Quote from: Steffi on December 22, 2011, 12:10:55 AM
Sorry if this seems pedantic but.... What??? That maths seems highly suspect to me.
If you pass 99.99% then you pass to 9,999 out of 10,000 people, therefore one person in 10,000 clocks you which is a percentage of 0.01 ( which is the same 0.01% needed to make the 99.99% up to 100%)
When the number of people goes up 10 times to 100,000, the number of clocks goes up 10 times as well so then 10 out of 100,000 clock you - the percentage however remains the same which is the main feature of percentages and ratios
I think you confused the notions of "being clocked by 1 person in 10,000 on average" (99.99% = the probability that you pass in front of ONE single person) and "the probability of not being clocked by even 1 person in 10,000" ( = probability of passing in front of 10,000 random people)

See it this way... since on average you get clocked by 1 person out of 10,000, you would expect it to be fairly likely that at least one person out of a random group of 10,000 people has clocked you, right? (36.8%)
And since on average you get clocked by 10 people out of 100,000, it means it is very unlikely that not a single person in 100,000 people clocks you, correct? (0.0045%)
99.99% is NOT the probability that you won't get clocked by anyone in 10,000 people, or that at least one person clocks you in 10,000 people! It's the probability that you pass in front of ONE person.
**WARNING: BORING MATHS DETAILS below, don't read if you don't want to!!**
If you are into some maths, by some relatively simple high school maths (binomial theorem), the probability of exactly r people out of 10,000 clocking you is
nCr * p^(n-r) * (1 - p)^r,
where p = 0.9999% is your pass rate, n = 10000 is the number of people you've met, and nCr = the binomial coefficient n!/[r! (n - r)!], and thus you have something like this
r vs. probability of being clocked in front of exactly r people out of 10,000
0 36.8%
1 36.8%
2 18.4%
3 6.1%
4 1.5%
5 0.3%
...
and so on, rapidly approaching zero as r increases.

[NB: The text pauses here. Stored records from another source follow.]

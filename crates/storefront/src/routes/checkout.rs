//! Checkout route handlers.

use axum::{
    extract::State,
    http::{StatusCode, header},
    response::IntoResponse,
};
use chrono::Utc;
use tracing::instrument;

use crate::error::{Result, add_breadcrumb};
use crate::extract::{Json, Path};
use crate::middleware::OptionalAuth;
use crate::services::checkout::{CheckoutBody, CheckoutRequest};
use crate::services::orders::AbandonOutcome;
use crate::state::AppState;

/// `POST /checkout`
///
/// Authenticated callers check out their stored cart; guests send
/// `cart_items` and `email`. Responds 201 with the order and the hosted
/// payment page URL.
#[instrument(skip(state, user, body))]
pub async fn place_order(
    State(state): State<AppState>,
    OptionalAuth(user): OptionalAuth,
    Json(body): Json<CheckoutBody>,
) -> Result<impl IntoResponse> {
    let request = CheckoutRequest::new(user, body);
    let placed = state.checkout().place_order(request, Utc::now()).await?;

    add_breadcrumb(
        "checkout",
        "Order created",
        &[("order_id", &placed.order.order.id.to_string())],
    );
    Ok((StatusCode::CREATED, Json(placed)))
}

/// `GET /checkout/cancel/{token}`
///
/// Where the payment page sends a buyer who backs out. Deletes the unpaid
/// order and answers 302 to the storefront's cancel page, also when the
/// order was kept or is already gone.
#[instrument(skip_all)]
pub async fn cancel_link(
    State(state): State<AppState>,
    Path(token): Path<String>,
) -> Result<impl IntoResponse> {
    let outcome = state.orders().abandon_via_link(&token, Utc::now()).await?;
    tracing::debug!(?outcome, "Cancel link followed");

    if outcome == AbandonOutcome::Deleted {
        add_breadcrumb("checkout", "Abandoned order deleted", &[]);
    }

    let config = state.config();
    let location = config.frontend_link(&config.stripe.cancel_path);
    Ok((StatusCode::FOUND, [(header::LOCATION, location)]))
}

In the case of meeting 100,000 people (i.e. with n = 100,000 instead of 10,000), you expect to pass in front of approximately 10 people out of 100,000, and the probabilities show that too:
r vs. probability of being clocked in front of exactly r people out of 100,000
0 0.0045%
1 0.045%
2 0.23%
3 0.76%
4 1.9%
5 3.8%
6 6.3%
7 9.0%
8 11.3%
9 12.5%
10 12.5%
11 11.4%
12 9.5%
...
so as expected, the probability peaks near r = 10.It may be helpful if you think in terms of tosses of a fair coin, which has a 50% chance of getting a head (1 in 2 tosses on average is a head). The probability of two tosses being a head is 1/2 * 1/2 = 25%, not 50%. The probability of 20 tosses all being heads is (1/2)^20 = 0.000095%.